Мау не мог сейчас отвлекаться на птиц, но у этой в глазах был опасный блеск. Она как будто требовала ответа.

- Не бывает! - крикнул Мау и выбежал из каюты с одеялом, хлопающим на ветру.

Он уже пробежал половину тропы, когда над головой захлопали крылья и раздался противный крик:

- Не бывает!

Мау даже головы не поднял. Слишком уж причудливым стал этот мир. Мау добежал до костра и закутал девочку одеялом как можно плотнее. Через некоторое время она перестала дрожать и, кажется, заснула.

- Не бывает! - завопила птица с поломанного дерева.

Мау моргнул. Он понял! Он и раньше понимал, но сам не понимал, что понимает.

Конечно, многие птицы могут выучить по нескольку слов, например серая ворона и желтые попугайчики-неразлучники, но их очень трудно понять. А эта птица словно сама понимает, что говорит.

- Эй ты, кисломордый старый горшок, где моя жрачка? - произнесла птица, резво прыгая вверх-вниз. - Жрать давай, старый ханжа!

Вот это точно было похоже на речь брючников.

Солнце клонилось к закату, но пока стояло на ладонь выше моря. Очень много всего случилось за короткий срок, который мог показаться вечностью тому, кто пережил его.

Мау посмотрел на спящую девочку. Одного "не бывает" недостаточно. Локахе доверять нельзя. Теперь Мау нужно думать еще и про "да не будет". Смерть не будет тут править.

Он нашел копье и простоял на посту до утра.

Глава 4
Сделки, заветы и обещания

Эрминтруда слыхала, что когда человек тонет, вся жизнь проходит у него перед глазами.

На самом деле это происходит, если не утонуть окончательно. Жизнь словно начинается сначала и проносится вихрем перед глазами: от первого до последнего сознательного мгновения. По большей части картины расплывчаты, но в каждой жизни есть важные моменты, а они тем красочнее, чем дольше их вспоминают.

В ее жизни один такой момент был связан с картой. В каждой жизни должна быть карта.

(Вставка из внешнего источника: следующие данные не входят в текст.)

use std::sync::Arc;
use std::time::Instant;

use chrono::{Duration, Utc};
use rust_decimal::Decimal;
use serde::Serialize;

use tenderflow_agent::llm::NoopLlmClient;
use tenderflow_agent::runtime::{AgentRuntime, RuntimeOptions};
use tenderflow_core::audit::InMemoryAuditSink;
use tenderflow_core::config::{AppConfig, LoadOptions};
use tenderflow_core::domain::opportunity::RawOpportunityRecord;
use tenderflow_core::domain::product::{Product, ProductAttributes, ProductId};
use tenderflow_core::domain::session::SessionId;
use tenderflow_db::{
    connect_with_settings, ensure_schema, CatalogStore, InMemoryCatalogStore,
    InMemoryOpportunityStore, InMemorySessionStore, OpportunityStore,
};

use crate::commands::CommandResult;

#[derive(Clone, Copy, Debug, PartialEq, Eq, Serialize)]
#[serde(rename_all = "snake_case")]
enum SmokeStatus {
    Pass,
    Fail,
    Skipped,
}

#[derive(Debug, Serialize)]
struct SmokeCheck {
    name: &'static str,
    status: SmokeStatus,
    elapsed_ms: u64,
    message: String,
}

#[derive(Debug, Serialize)]
struct SmokeReport {
    command: &'static str,
    status: SmokeStatus,
    summary: String,
    total_elapsed_ms: u64,
    checks: Vec<SmokeCheck>,
}

pub fn run() -> CommandResult {
    let started = Instant::now();
    let mut checks = Vec::new();

    let config = match timed_check(|| AppConfig::load(LoadOptions::default())) {
        Ok((elapsed_ms, config)) => {
            checks.push(SmokeCheck {
                name: "config_validation",
                status: SmokeStatus::Pass,
                elapsed_ms,
                message: "configuration loaded and validated".to_string(),
            });
            config
        }
        Err((elapsed_ms, error)) => {
            checks.push(SmokeCheck {
                name: "config_validation",
                status: SmokeStatus::Fail,
                elapsed_ms,
                message: error.to_string(),
            });
            checks.push(skipped("workflow_end_to_end"));
            checks.push(skipped("db_connectivity"));
            checks.push(skipped("schema_visibility"));
            return finalize_report(checks, started.elapsed().as_millis() as u64);
        }
    };

    let runtime = match tokio::runtime::Builder::new_current_thread().enable_all().build() {
        Ok(runtime) => runtime,
        Err(error) => {
            checks.push(SmokeCheck {
                name: "workflow_end_to_end",
                status: SmokeStatus::Fail,
                elapsed_ms: 0,
                message: format!("failed to initialize async runtime: {error}"),
            });
            checks.push(skipped("db_connectivity"));
            checks.push(skipped("schema_visibility"));
            return finalize_report(checks, started.elapsed().as_millis() as u64);
        }
    };

    let workflow_started = Instant::now();
    match runtime.block_on(run_workflow_script()) {
        Ok(message) => checks.push(SmokeCheck {
            name: "workflow_end_to_end",
            status: SmokeStatus::Pass,
            elapsed_ms: workflow_started.elapsed().as_millis() as u64,
            message,
        }),
        Err(message) => checks.push(SmokeCheck {
            name: "workflow_end_to_end",
            status: SmokeStatus::Fail,
            elapsed_ms: workflow_started.elapsed().as_millis() as u64,
            message,
        }),
    }

    let db_started = Instant::now();
    let db_result = runtime.block_on(async {
        connect_with_settings(
            &config.database.url,
            config.database.max_connections,
            config.database.timeout_secs,
        )
        .await
    });

    let pool = match db_result {
        Ok(pool) => {
            checks.push(SmokeCheck {
                name: "db_connectivity",
                status: SmokeStatus::Pass,
                elapsed_ms: db_started.elapsed().as_millis() as u64,
                message: format!("connected using `{}`", config.database.url),
            });
            pool
        }
        Err(error) => {
            checks.push(SmokeCheck {
                name: "db_connectivity",
                status: SmokeStatus::Fail,
                elapsed_ms: db_started.elapsed().as_millis() as u64,
                message: format!("failed to connect: {error}"),
            });
            checks.push(skipped("schema_visibility"));
            return finalize_report(checks, started.elapsed().as_millis() as u64);
        }
    };

    let schema_started = Instant::now();
    let schema_result = runtime.block_on(async { ensure_schema(&pool).await });
    runtime.block_on(async {
        pool.close().await;
    });

    match schema_result {
        Ok(()) => checks.push(SmokeCheck {
            name: "schema_visibility",
            status: SmokeStatus::Pass,
            elapsed_ms: schema_started.elapsed().as_millis() as u64,
            message: "schema statements are visible and executable".to_string(),
        }),
        Err(error) => checks.push(SmokeCheck {
            name: "schema_visibility",
            status: SmokeStatus::Fail,
            elapsed_ms: schema_started.elapsed().as_millis() as u64,
            message: format!("schema application failed: {error}"),
        }),
    }

    finalize_report(checks, started.elapsed().as_millis() as u64)
}

/// Scripted scan-and-select session against in-memory stores and the no-op
/// model client, so the check passes or fails on the workflow alone.
async fn run_workflow_script() -> Result<String, String> {
    let sessions = Arc::new(InMemorySessionStore::default());
    let opportunities = Arc::new(InMemoryOpportunityStore::default());
    let catalog = Arc::new(InMemoryCatalogStore::default());
    let audit = Arc::new(InMemoryAuditSink::default());

    for (id, value, days_out) in [("SMK-1", 1_500_000, 60), ("SMK-2", 8_500_000, 45)] {
        opportunities
            .ingest(script_record(id, value, days_out))
            .await
            .map_err(|error| format!("fixture ingest failed: {error}"))?;
    }
    catalog
        .save_product(&script_product())
        .await
        .map_err(|error| format!("fixture product save failed: {error}"))?;
    for (name, price) in [
        ("High Voltage Test", 5_000),
        ("Impulse Voltage Test", 7_500),
        ("Water Penetration Test", 3_000),
        ("Mechanical Test", 2_500),
        ("Partial Discharge Test", 4_000),
    ] {
        catalog
            .save_test_price(name, Decimal::new(price, 0))
            .await
            .map_err(|error| format!("fixture test price save failed: {error}"))?;
    }

    let runtime = AgentRuntime::new(
        sessions,
        opportunities,
        catalog,
        audit.clone(),
        Arc::new(NoopLlmClient),
        RuntimeOptions::default(),
    );
    let session_id = SessionId("smoke-session".to_string());

    let scan = runtime
        .handle_message(&session_id, "scan for open tenders")
        .await
        .map_err(|error| format!("scan turn failed: {error}"))?;
    if scan.workflow.stage != "awaiting_selection" {
        return Err(format!("scan turn ended in stage `{}`", scan.workflow.stage));
    }
    if scan.workflow.opportunities_found != 2 {
        return Err(format!(
            "scan surfaced {} tenders, expected 2",
            scan.workflow.opportunities_found
        ));
    }

    let select = runtime
        .handle_message(&session_id, "select 1")
        .await
        .map_err(|error| format!("selection turn failed: {error}"))?;
    if select.workflow.stage != "complete" {
        return Err(format!("selection turn ended in stage `{}`", select.workflow.stage));
    }
    let report = select
        .workflow
        .report
        .ok_or_else(|| "completed session carries no report reference".to_string())?;

    let routed =
        audit.events().iter().any(|event| event.event_type == "workflow.route_decided");
    if !routed {
        return Err("audit trail is missing routing decisions".to_string());
    }

    Ok(format!("scan surfaced 2 tenders and selection compiled report {}", report.report_id))
}

fn script_record(id: &str, value: i64, days_out: i64) -> RawOpportunityRecord {
    RawOpportunityRecord {
        id: Some(id.to_string()),
        rfp_id: None,
        title: format!("{id} cable supply"),
        client: "Metro Rail Corp".to_string(),
        description: "11 kV XLPE 3 core 300 sqmm aluminium underground power cable".to_string(),
        estimated_value: Decimal::new(value, 0),
        submission_deadline: Utc::now().date_naive() + Duration::days(days_out),
        location: "Delhi".to_string(),
        line_items: Vec::new(),
    }
}

fn script_product() -> Product {
    Product {
        id: ProductId("CAB-XLPE-11K-3C300".to_string()),
        name: "11 kV XLPE 3C 300 sqmm Al".to_string(),
        price_per_km: Decimal::new(95_000, 0),
        attributes: ProductAttributes {
            voltage_grade: Some("11 kV".to_string()),
            insulation: Some("XLPE".to_string()),
            cores: Some(3),
            conductor_size_sqmm: Some(Decimal::new(300, 0)),
            conductor_material: Some("Aluminium".to_string()),
            armoured: None,
            cable_type: Some("Power".to_string()),
            application: Some("Underground".to_string()),
        },
    }
}

fn timed_check<T, E>(check: impl FnOnce() -> Result<T, E>) -> Result<(u64, T), (u64, E)> {
    let started = Instant::now();
    match check() {
        Ok(value) => Ok((started.elapsed().as_millis() as u64, value)),
        Err(error) => Err((started.elapsed().as_millis() as u64, error)),
    }
}

fn skipped(name: &'static str) -> SmokeCheck {
    SmokeCheck {
        name,
        status: SmokeStatus::Skipped,
        elapsed_ms: 0,
        message: "skipped due previous failure".to_string(),
    }
}

fn finalize_report(checks: Vec<SmokeCheck>, total_elapsed_ms: u64) -> CommandResult {
    let passed = checks.iter().filter(|check| check.status == SmokeStatus::Pass).count();
    let total = checks.len();
    let failed = checks.iter().any(|check| check.status == SmokeStatus::Fail);

    let report = SmokeReport {
        command: "smoke",
        status: if failed { SmokeStatus::Fail } else { SmokeStatus::Pass },
        summary: format!("smoke: {passed}/{total} checks passed in {total_elapsed_ms}ms"),
        total_elapsed_ms,
        checks,
    };

    let human = report.summary.clone();
    let machine = serde_json::to_string(&report).unwrap_or_else(|error| {
        format!(
            "{{\"command\":\"smoke\",\"status\":\"fail\",\"summary\":\"serialization failed\",\"error\":\"{}\"}}",
            error.to_string().replace('\\', "\\\\").replace('"', "\\\"")
        )
    });

    CommandResult { exit_code: if failed { 6 } else { 0 }, output: format!("{human}\n{machine}") }
}

#[cfg(test)]
mod tests {
    use super::run_workflow_script;

    #[tokio::test]
    async fn workflow_script_completes_against_in_memory_stores() {
        let message = run_workflow_script().await.expect("scripted session should complete");
        assert!(message.contains("compiled report smoke-session_"));
    }
}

Карта. О да, карта. Эрминтруда нашла ее однажды сырым зимним днем в большом атласе в библиотеке. Через неделю она уже могла бы нарисовать эту карту по памяти.

Карта называлась "Великий Южный Пелагический океан".

Синее море занимало полмира. Оно было прошито рядами мелких стежков, крохотных точек, которые папа назвал цепями островов. Островов были сотни, тысячи. Он сказал, что на многих из них поместится только пальма. Он сказал, что по закону на каждом островке должна быть по меньшей мере одна кокосовая пальма, чтобы потерпевшие кораблекрушение могли хотя бы укрыться от солнца. И нарисовал картинку: Эрминтруда в белом платье и с зонтиком от солнца сидит в тени кокосовой пальмы. Но тут же быстро добавил на карандашной линии горизонта корабль, идущий на помощь.

Гораздо позже Эрминтруда научилась читать имена архипелагов: острова Государственного Выходного Дня, острова Дня Всех Святых, острова Шестого Воскресенья После Пасхи, острова Четвертого Воскресенья Великого Поста, острова Сочельника… Такое ощущение, что Великий Южный Пелагический океан открывали не с компасом и секстаном, а с календарем.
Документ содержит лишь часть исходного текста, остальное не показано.